The U.S. Food and Drug Administration (FDA) warned in a statement this week that its lab had found potentially carcinogenic impurities in some of its popular diabetes drug metformin,media reported. The discovery involves “several batches” of metformin reprieves (ERs), for which the FDA is seeking voluntary recalls of their drugs from five different companies.
Laboratory tests on metformin found that several batches of metformin release tablets contained an unacceptable lycine, N-nitromedmethamphetamine (NDMA), a form of nitrosamines, according to a fda release Thursday. The NDMA levels found in these batches exceed the maximum acceptable limit set by the FDA.
The unnamed companies have not yet issued a recall notice, but the FDA says it has contacted five companies and asked them to voluntarily recall products. Although the FDA did not release the names of the companies, the statement noted that there were similar problems in other companies, but not so serious that no recall was needed.

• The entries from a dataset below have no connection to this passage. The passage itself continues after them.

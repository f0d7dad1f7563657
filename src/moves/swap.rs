//! Worm-endpoint swap moves: reattaching the head (or tail) onto another
//! worldline through an Mbar-slice staged bridge.  This is how boson
//! permutations are sampled without explicit cycle construction.
//!
//! Pivot selection follows the cumulative-ρ₀ scheme: candidates come from
//! the grid cells neighboring the endpoint at the shifted slice, each
//! weighted by the free propagator across the stage.

use nalgebra::SVector;

use crate::action::Action;
use crate::lookup::Lookup;
use crate::path::{Bead, Path};
use crate::random::McRng;

use super::base::{
    accept_probability, levels_for, new_staging_position, Ensemble, Move, MoveContext, MoveStats,
};

/// Cumulative pivot-selection table shared by both swap directions.
struct PivotTable {
    cumulant: Vec<f64>,
}

impl PivotTable {
    fn new() -> Self {
        PivotTable {
            cumulant: Vec::new(),
        }
    }

    /// Total free-propagator weight Σ ρ₀(bead, candidate, links) over the
    /// current candidate list, leaving the normalized cumulative
    /// distribution behind for pivot selection.
    fn compute_norm<const D: usize>(
        &mut self,
        path: &Path<D>,
        action: &dyn Action<D>,
        lookup: &Lookup<D>,
        bead: Bead,
        links: usize,
    ) -> f64 {
        self.cumulant.clear();
        let mut sigma = 0.0;
        for &candidate in &lookup.full_bead_list {
            sigma += action.rho0(path, bead, candidate, links);
            self.cumulant.push(sigma);
        }
        if sigma > 0.0 {
            for c in &mut self.cumulant {
                *c /= sigma;
            }
        }
        sigma
    }

    /// Binary search of a uniform deviate against the cumulative table.
    fn select_pivot<const D: usize>(&self, rng: &mut McRng, lookup: &Lookup<D>) -> Bead {
        let u = rng.rand();
        let index = self
            .cumulant
            .partition_point(|&c| c < u)
            .min(self.cumulant.len() - 1);
        lookup.full_bead_list[index]
    }
}

/// Reattach the worm head onto a neighboring worldline.
pub struct SwapHeadMove<const D: usize> {
    stats: MoveStats,
    table: PivotTable,
    original_pos: Vec<SVector<f64, D>>,
}

impl<const D: usize> SwapHeadMove<D> {
    pub fn new(max_level: usize) -> Self {
        SwapHeadMove {
            stats: MoveStats::new(max_level),
            table: PivotTable::new(),
            original_pos: Vec::new(),
        }
    }
}

impl<const D: usize> Move<D> for SwapHeadMove<D> {
    fn name(&self) -> &'static str {
        "swap head"
    }

    fn operates_on(&self) -> Ensemble {
        Ensemble::OffDiagonal
    }

    fn attempt(&mut self, ctx: &mut MoveContext<'_, D>) -> bool {
        if ctx.path.worm.is_diagonal {
            return false;
        }
        let c = ctx.constants;
        let m = ctx.path.num_slices;
        let swap_length = c.mbar;
        let num_levels = levels_for(swap_length);

        let head = ctx.path.worm.head.expect("off-diagonal worm has a head");
        let tail = ctx.path.worm.tail.expect("off-diagonal worm has a tail");

        // Candidate pivots in the neighborhood of the head, Mbar slices
        // ahead in imaginary time.
        let pivot_slice = (head.slice + swap_length) % m;
        ctx.lookup
            .update_full_interaction_list(ctx.path, head, pivot_slice);
        if ctx.lookup.full_num_beads() == 0 {
            return false;
        }

        let sigma_head =
            self.table
                .compute_norm(ctx.path, ctx.action, ctx.lookup, head, swap_length);
        if sigma_head <= 0.0 {
            return false;
        }
        let pivot = self.table.select_pivot(ctx.rng, ctx.lookup);

        // Walk back from the pivot to find the swap bead; meeting the tail
        // kills the move (the stage would cross the worm).
        let mut bead = pivot;
        for _ in 0..swap_length {
            if bead == tail {
                return false;
            }
            bead = match ctx.path.prev(bead) {
                Some(pb) => pb,
                None => return false,
            };
        }
        let swap = bead;
        if swap == tail || !ctx.lookup.grid_neighbors(ctx.path, pivot, swap) {
            return false;
        }

        self.stats.attempt(Some(num_levels));

        // The reverse move selects the pivot from the swap bead's
        // neighborhood; rebuild the list only when the two differ.
        if !ctx.lookup.grid_share(ctx.path, head, swap) {
            ctx.lookup
                .update_full_interaction_list(ctx.path, swap, pivot_slice);
        }
        let sigma_swap =
            self.table
                .compute_norm(ctx.path, ctx.action, ctx.lookup, swap, swap_length);
        if sigma_swap <= 0.0 {
            return false;
        }

        // Pre-Metropolis on the pivot-selection normalization alone.
        if ctx.rng.rand() >= (sigma_head / sigma_swap).min(1.0) {
            return false;
        }

        // Snapshot the interior of the stage to be regrown.
        self.original_pos.clear();
        let mut bead = ctx.path.next(swap).expect("stage interior is linked");
        while bead != pivot {
            self.original_pos.push(ctx.path.pos(bead));
            bead = ctx.path.next(bead).expect("stage interior is linked");
        }

        let old_action = ctx.action.potential_action(ctx.path, swap, pivot);

        // Relink now so the staged regrowth can walk forward across the old
        // head; links are restored verbatim on rejection.
        let next_swap = ctx.path.next(swap).expect("swap bead has a successor");
        ctx.path.set_next(head, Some(next_swap));
        ctx.path.set_next(swap, None);
        ctx.path.set_prev(next_swap, Some(head));

        ctx.path.worm.special1 = Some(head);
        ctx.path.worm.special2 = Some(pivot);
        ctx.path.worm.head = Some(swap);
        let old_head = head;

        let mut bead = ctx.path.next(old_head).expect("stage interior is linked");
        let mut k = 0;
        while bead != pivot {
            let neighbor = ctx.path.prev(bead).expect("stage interior is linked");
            let pos = new_staging_position(
                ctx.path,
                ctx.constants,
                ctx.rng,
                neighbor,
                pivot,
                swap_length,
                k,
            );
            ctx.path.update_bead(bead, pos);
            k += 1;
            bead = ctx.path.next(bead).expect("stage interior is linked");
        }

        let new_action = ctx.action.potential_action(ctx.path, old_head, pivot);

        if ctx.rng.rand() < accept_probability(-(new_action - old_action)) {
            self.stats.accept(Some(num_levels));
            ctx.path.update_worm(swap, tail);
            true
        } else {
            ctx.path.worm.head = Some(old_head);
            ctx.path.set_next(old_head, None);
            ctx.path.set_next(swap, Some(next_swap));
            ctx.path.set_prev(next_swap, Some(swap));

            let mut bead = ctx.path.next(swap).expect("stage interior is linked");
            let mut k = 0;
            while bead != pivot {
                ctx.path.update_bead(bead, self.original_pos[k]);
                k += 1;
                bead = ctx.path.next(bead).expect("stage interior is linked");
            }

            ctx.path.worm.special1 = None;
            ctx.path.worm.special2 = None;
            ctx.path.worm.is_diagonal = false;
            false
        }
    }

    fn stats(&self) -> &MoveStats {
        &self.stats
    }
}

/// Reattach the worm tail onto a neighboring worldline; the time-reversed
/// analogue of [`SwapHeadMove`].
pub struct SwapTailMove<const D: usize> {
    stats: MoveStats,
    table: PivotTable,
    original_pos: Vec<SVector<f64, D>>,
}

impl<const D: usize> SwapTailMove<D> {
    pub fn new(max_level: usize) -> Self {
        SwapTailMove {
            stats: MoveStats::new(max_level),
            table: PivotTable::new(),
            original_pos: Vec::new(),
        }
    }
}

impl<const D: usize> Move<D> for SwapTailMove<D> {
    fn name(&self) -> &'static str {
        "swap tail"
    }

    fn operates_on(&self) -> Ensemble {
        Ensemble::OffDiagonal
    }

    fn attempt(&mut self, ctx: &mut MoveContext<'_, D>) -> bool {
        if ctx.path.worm.is_diagonal {
            return false;
        }
        let c = ctx.constants;
        let m = ctx.path.num_slices;
        let swap_length = c.mbar;
        let num_levels = levels_for(swap_length);

        let head = ctx.path.worm.head.expect("off-diagonal worm has a head");
        let tail = ctx.path.worm.tail.expect("off-diagonal worm has a tail");

        // Candidate pivots Mbar slices behind the tail.
        let pivot_slice = (tail.slice + m - swap_length) % m;
        ctx.lookup
            .update_full_interaction_list(ctx.path, tail, pivot_slice);
        if ctx.lookup.full_num_beads() == 0 {
            return false;
        }

        let sigma_tail =
            self.table
                .compute_norm(ctx.path, ctx.action, ctx.lookup, tail, swap_length);
        if sigma_tail <= 0.0 {
            return false;
        }
        let pivot = self.table.select_pivot(ctx.rng, ctx.lookup);

        // Walk forward from the pivot; meeting the head kills the move.
        let mut bead = pivot;
        for _ in 0..swap_length {
            if bead == head {
                return false;
            }
            bead = match ctx.path.next(bead) {
                Some(nb) => nb,
                None => return false,
            };
        }
        let swap = bead;
        if swap == head || !ctx.lookup.grid_neighbors(ctx.path, pivot, swap) {
            return false;
        }

        self.stats.attempt(Some(num_levels));

        if !ctx.lookup.grid_share(ctx.path, tail, swap) {
            ctx.lookup
                .update_full_interaction_list(ctx.path, swap, pivot_slice);
        }
        let sigma_swap =
            self.table
                .compute_norm(ctx.path, ctx.action, ctx.lookup, swap, swap_length);
        if sigma_swap <= 0.0 {
            return false;
        }

        if ctx.rng.rand() >= (sigma_tail / sigma_swap).min(1.0) {
            return false;
        }

        // Snapshot the interior walking backward from the swap bead.
        self.original_pos.clear();
        let mut bead = ctx.path.prev(swap).expect("stage interior is linked");
        while bead != pivot {
            self.original_pos.push(ctx.path.pos(bead));
            bead = ctx.path.prev(bead).expect("stage interior is linked");
        }

        let old_action = ctx.action.potential_action(ctx.path, pivot, swap);

        let prev_swap = ctx.path.prev(swap).expect("swap bead has a predecessor");
        ctx.path.set_prev(tail, Some(prev_swap));
        ctx.path.set_prev(swap, None);
        ctx.path.set_next(prev_swap, Some(tail));

        ctx.path.worm.special1 = Some(tail);
        ctx.path.worm.special2 = Some(pivot);
        ctx.path.worm.tail = Some(swap);
        let old_tail = tail;

        let mut bead = ctx.path.prev(old_tail).expect("stage interior is linked");
        let mut k = 0;
        while bead != pivot {
            let neighbor = ctx.path.next(bead).expect("stage interior is linked");
            let pos = new_staging_position(
                ctx.path,
                ctx.constants,
                ctx.rng,
                neighbor,
                pivot,
                swap_length,
                k,
            );
            ctx.path.update_bead(bead, pos);
            k += 1;
            bead = ctx.path.prev(bead).expect("stage interior is linked");
        }

        let new_action = ctx.action.potential_action(ctx.path, pivot, old_tail);

        if ctx.rng.rand() < accept_probability(-(new_action - old_action)) {
            self.stats.accept(Some(num_levels));
            ctx.path.update_worm(head, swap);
            true
        } else {
            ctx.path.worm.tail = Some(old_tail);
            ctx.path.set_prev(old_tail, None);
            ctx.path.set_prev(swap, Some(prev_swap));
            ctx.path.set_next(prev_swap, Some(swap));

            let mut bead = ctx.path.prev(swap).expect("stage interior is linked");
            let mut k = 0;
            while bead != pivot {
                ctx.path.update_bead(bead, self.original_pos[k]);
                k += 1;
                bead = ctx.path.prev(bead).expect("stage interior is linked");
            }

            ctx.path.worm.special1 = None;
            ctx.path.worm.special2 = None;
            ctx.path.worm.is_diagonal = false;
            false
        }
    }

    fn stats(&self) -> &MoveStats {
        &self.stats
    }
}
//! YAML run configuration.

use std::collections::HashMap;
use std::path::Path as FsPath;

use nalgebra::SVector;
use serde::{Deserialize, Serialize};

use crate::constants::SimConstants;
use crate::container::Container;
use crate::potential::{
    DoubleWellPotential, ExternalPotential, GaussianRepulsion, HarmonicPotential,
    InteractionPotential, ZeroPotential,
};

use super::IoError;

/// External potential selection.
#[derive(Clone, Debug, Serialize, Deserialize, PartialEq)]
#[serde(tag = "kind", rename_all = "snake_case")]
pub enum ExternalKind {
    Free,
    Harmonic { spring: f64 },
    DoubleWell { a: f64, b: f64 },
}

/// Interaction potential selection.
#[derive(Clone, Debug, Serialize, Deserialize, PartialEq)]
#[serde(tag = "kind", rename_all = "snake_case")]
pub enum InteractionKind {
    Free,
    Gaussian { amplitude: f64, width: f64 },
}

fn default_external() -> ExternalKind {
    ExternalKind::Free
}

fn default_interaction() -> InteractionKind {
    InteractionKind::Free
}

fn default_worm_constant() -> f64 {
    1.0
}

fn default_seed() -> u64 {
    0xD1CE
}

fn default_sweeps() -> u64 {
    10_000
}

fn default_equilibrate() -> u64 {
    1_000
}

/// The run parameter schema read from YAML.
#[derive(Clone, Debug, Serialize, Deserialize)]
pub struct SimParams {
    pub temperature: f64,
    pub chemical_potential: f64,
    /// λ = ħ²/2m in simulation units.
    pub lambda: f64,
    pub num_slices: usize,
    /// Cell side per dimension; the length fixes the dimensionality.
    pub side: Vec<f64>,
    pub periodic: Vec<bool>,
    pub num_particles: usize,
    /// Center-of-mass displacement scale Δ.
    pub com_delta: f64,
    #[serde(default = "default_worm_constant")]
    pub worm_constant: f64,
    pub mbar: usize,
    pub bisection_levels: usize,
    /// Grid cell target for the neighbor lookup; defaults to a quarter of
    /// the smallest cell side.
    #[serde(default)]
    pub lookup_cell: Option<f64>,
    #[serde(default = "default_external")]
    pub external: ExternalKind,
    #[serde(default = "default_interaction")]
    pub interaction: InteractionKind,
    #[serde(default = "default_seed")]
    pub seed: u64,
    #[serde(default = "default_sweeps")]
    pub sweeps: u64,
    #[serde(default = "default_equilibrate")]
    pub equilibrate: u64,
    /// Per-move attempt-probability overrides.
    #[serde(default)]
    pub attempt_probs: HashMap<String, f64>,
}

impl SimParams {
    pub fn dimension(&self) -> usize {
        self.side.len()
    }

    /// Build the constants table, with attempt-probability overrides applied.
    pub fn constants(&self) -> SimConstants {
        let volume: f64 = self.side.iter().product();
        let mut constants = SimConstants::new(
            self.temperature,
            self.chemical_potential,
            self.lambda,
            self.com_delta,
            self.worm_constant,
            self.mbar,
            self.bisection_levels,
            self.num_slices,
            volume,
        );
        constants.set_attempt_probs(&self.attempt_probs);
        constants
    }

    /// Build the simulation cell, checking the dimension at runtime against
    /// the compile-time `D`.
    pub fn container<const D: usize>(&self) -> Result<Container<D>, IoError> {
        if self.side.len() != D || self.periodic.len() != D {
            return Err(IoError::Dimension {
                expected: D,
                found: self.side.len(),
            });
        }
        let side = SVector::from_fn(|i, _| self.side[i]);
        let mut periodic = [true; D];
        periodic.copy_from_slice(&self.periodic);
        Ok(Container::new(side, periodic))
    }

    pub fn external_potential<const D: usize>(&self) -> Box<dyn ExternalPotential<D>> {
        match self.external {
            ExternalKind::Free => Box::new(ZeroPotential),
            ExternalKind::Harmonic { spring } => Box::new(HarmonicPotential { spring }),
            ExternalKind::DoubleWell { a, b } => Box::new(DoubleWellPotential { a, b }),
        }
    }

    pub fn interaction_potential<const D: usize>(&self) -> Box<dyn InteractionPotential<D>> {
        match self.interaction {
            InteractionKind::Free => Box::new(ZeroPotential),
            InteractionKind::Gaussian { amplitude, width } => {
                Box::new(GaussianRepulsion { amplitude, width })
            }
        }
    }

    pub fn lookup_cell_side(&self) -> f64 {
        self.lookup_cell.unwrap_or_else(|| {
            0.25 * self.side.iter().cloned().fold(f64::INFINITY, f64::min)
        })
    }
}

/// Read run parameters from a YAML file.
pub fn read_params(filename: &FsPath) -> Result<SimParams, IoError> {
    let file = std::fs::File::open(filename)?;
    let reader = std::io::BufReader::new(file);
    Ok(serde_yaml::from_reader(reader)?)
}

#[cfg(test)]
mod tests {
    use super::*;

    const EXAMPLE: &str = "\
temperature: 0.5
chemical_potential: -1.0
lambda: 0.5
num_slices: 32
side: [8.0, 8.0, 8.0]
periodic: [true, true, true]
num_particles: 16
com_delta: 1.5
mbar: 8
bisection_levels: 3
external:
  kind: harmonic
  spring: 1.0
interaction:
  kind: gaussian
  amplitude: 2.0
  width: 0.5
attempt_probs:
  open: 0.12
  close: 0.12
";

    #[test]
    fn parses_full_schema() {
        let params: SimParams = serde_yaml::from_str(EXAMPLE).unwrap();
        assert_eq!(params.dimension(), 3);
        assert_eq!(params.external, ExternalKind::Harmonic { spring: 1.0 });
        let constants = params.constants();
        assert_eq!(constants.num_slices, 32);
        assert!((constants.attempt_prob("open") - 0.12).abs() < 1e-12);
        let cell: Container<3> = params.container().unwrap();
        assert!((cell.volume - 512.0).abs() < 1e-9);
    }

    #[test]
    fn dimension_mismatch_is_an_error() {
        let params: SimParams = serde_yaml::from_str(EXAMPLE).unwrap();
        assert!(params.container::<2>().is_err());
    }
}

It is not clear whether the recall will lead to a shortage of metformin. In response to this question, the FDA responded by working with manufacturers in the hope of preventing shortages, but if it did, it would try to reduce any possible impact. In addition, the FDA warns that even if the drugs are recalled, patients should take them until they are found, because the risk of type 2 diabetes without treatment is greater than the risk to their body.
In fact, this is not the first time that the levels of impurities found in metformin are too high, and the FDA announced last year that it had found similar problems in drugs sold in other countries.